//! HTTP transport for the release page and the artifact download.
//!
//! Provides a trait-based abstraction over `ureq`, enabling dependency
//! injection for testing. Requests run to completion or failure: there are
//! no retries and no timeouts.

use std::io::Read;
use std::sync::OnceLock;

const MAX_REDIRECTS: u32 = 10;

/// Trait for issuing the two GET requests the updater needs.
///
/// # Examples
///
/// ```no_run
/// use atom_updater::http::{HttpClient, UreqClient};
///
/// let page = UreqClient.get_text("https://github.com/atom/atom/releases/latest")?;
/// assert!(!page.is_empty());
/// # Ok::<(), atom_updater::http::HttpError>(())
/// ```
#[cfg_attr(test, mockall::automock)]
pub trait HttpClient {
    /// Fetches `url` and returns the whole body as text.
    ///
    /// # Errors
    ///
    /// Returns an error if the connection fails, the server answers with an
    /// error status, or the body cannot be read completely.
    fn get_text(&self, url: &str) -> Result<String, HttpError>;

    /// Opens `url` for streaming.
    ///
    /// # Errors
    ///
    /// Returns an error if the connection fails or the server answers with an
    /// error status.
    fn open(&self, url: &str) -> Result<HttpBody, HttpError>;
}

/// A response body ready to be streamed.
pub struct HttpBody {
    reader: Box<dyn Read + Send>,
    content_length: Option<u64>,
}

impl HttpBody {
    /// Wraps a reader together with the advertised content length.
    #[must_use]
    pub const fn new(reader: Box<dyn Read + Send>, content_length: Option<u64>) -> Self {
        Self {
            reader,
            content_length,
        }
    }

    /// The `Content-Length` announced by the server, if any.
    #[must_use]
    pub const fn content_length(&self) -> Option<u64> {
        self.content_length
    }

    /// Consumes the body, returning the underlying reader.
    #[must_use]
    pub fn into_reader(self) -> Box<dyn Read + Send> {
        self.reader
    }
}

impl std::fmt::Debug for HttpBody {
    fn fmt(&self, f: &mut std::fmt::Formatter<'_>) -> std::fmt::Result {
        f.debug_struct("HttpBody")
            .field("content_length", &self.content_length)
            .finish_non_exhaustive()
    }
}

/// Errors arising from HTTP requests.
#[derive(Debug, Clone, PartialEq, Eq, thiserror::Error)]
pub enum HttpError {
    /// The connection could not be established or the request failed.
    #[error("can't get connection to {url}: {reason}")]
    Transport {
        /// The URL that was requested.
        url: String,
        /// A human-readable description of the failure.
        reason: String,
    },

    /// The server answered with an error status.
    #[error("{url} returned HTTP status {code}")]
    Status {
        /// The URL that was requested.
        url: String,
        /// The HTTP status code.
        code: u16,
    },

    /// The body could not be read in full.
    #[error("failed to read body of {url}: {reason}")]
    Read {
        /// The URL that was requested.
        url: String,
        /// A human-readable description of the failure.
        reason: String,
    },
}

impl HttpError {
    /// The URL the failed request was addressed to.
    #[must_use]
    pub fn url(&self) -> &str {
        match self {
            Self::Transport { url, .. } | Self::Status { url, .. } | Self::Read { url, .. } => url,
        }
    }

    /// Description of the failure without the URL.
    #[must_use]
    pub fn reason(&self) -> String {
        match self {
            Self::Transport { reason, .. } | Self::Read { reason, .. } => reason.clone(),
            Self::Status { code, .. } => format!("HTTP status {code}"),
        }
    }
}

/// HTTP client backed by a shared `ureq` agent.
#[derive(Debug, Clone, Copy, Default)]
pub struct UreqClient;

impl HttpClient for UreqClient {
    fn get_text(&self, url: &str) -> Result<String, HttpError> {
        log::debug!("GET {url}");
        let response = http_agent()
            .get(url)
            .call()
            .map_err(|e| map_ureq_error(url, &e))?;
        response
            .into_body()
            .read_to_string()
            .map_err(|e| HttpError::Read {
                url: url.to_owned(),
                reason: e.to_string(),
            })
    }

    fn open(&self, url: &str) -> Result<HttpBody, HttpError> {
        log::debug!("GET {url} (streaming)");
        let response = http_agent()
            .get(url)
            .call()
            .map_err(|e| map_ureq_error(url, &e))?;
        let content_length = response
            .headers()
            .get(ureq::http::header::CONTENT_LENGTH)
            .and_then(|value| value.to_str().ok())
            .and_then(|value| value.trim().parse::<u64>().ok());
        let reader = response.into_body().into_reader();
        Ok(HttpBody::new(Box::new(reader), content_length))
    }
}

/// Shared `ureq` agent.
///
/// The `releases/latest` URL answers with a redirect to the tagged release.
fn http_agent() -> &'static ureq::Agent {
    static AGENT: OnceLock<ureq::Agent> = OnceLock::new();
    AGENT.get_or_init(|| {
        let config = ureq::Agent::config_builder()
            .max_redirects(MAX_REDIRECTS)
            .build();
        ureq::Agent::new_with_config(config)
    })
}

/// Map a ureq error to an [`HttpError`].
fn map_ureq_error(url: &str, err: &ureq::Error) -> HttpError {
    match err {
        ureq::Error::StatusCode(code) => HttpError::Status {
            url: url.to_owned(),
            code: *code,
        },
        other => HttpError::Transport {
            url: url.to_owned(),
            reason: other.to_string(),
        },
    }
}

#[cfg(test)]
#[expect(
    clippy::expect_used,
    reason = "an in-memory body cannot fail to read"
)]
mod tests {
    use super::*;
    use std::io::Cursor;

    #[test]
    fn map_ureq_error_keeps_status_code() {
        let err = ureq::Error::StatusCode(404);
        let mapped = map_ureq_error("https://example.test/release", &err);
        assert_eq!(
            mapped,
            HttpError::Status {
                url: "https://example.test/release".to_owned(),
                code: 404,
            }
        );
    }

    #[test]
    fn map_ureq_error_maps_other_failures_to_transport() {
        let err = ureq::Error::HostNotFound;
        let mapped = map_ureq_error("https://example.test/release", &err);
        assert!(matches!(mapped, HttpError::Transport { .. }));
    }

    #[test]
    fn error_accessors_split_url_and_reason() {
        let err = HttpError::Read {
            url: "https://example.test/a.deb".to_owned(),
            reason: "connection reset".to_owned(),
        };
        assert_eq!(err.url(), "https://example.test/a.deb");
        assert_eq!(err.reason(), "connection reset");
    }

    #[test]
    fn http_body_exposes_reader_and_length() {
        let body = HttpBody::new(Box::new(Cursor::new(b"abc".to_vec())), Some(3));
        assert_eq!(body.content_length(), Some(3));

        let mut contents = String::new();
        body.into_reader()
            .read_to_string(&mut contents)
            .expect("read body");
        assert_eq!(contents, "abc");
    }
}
* * *
• **To do**:
From the records above, report the number of lines that hold the string "https" and add nothing.

• **Solved problem**:
6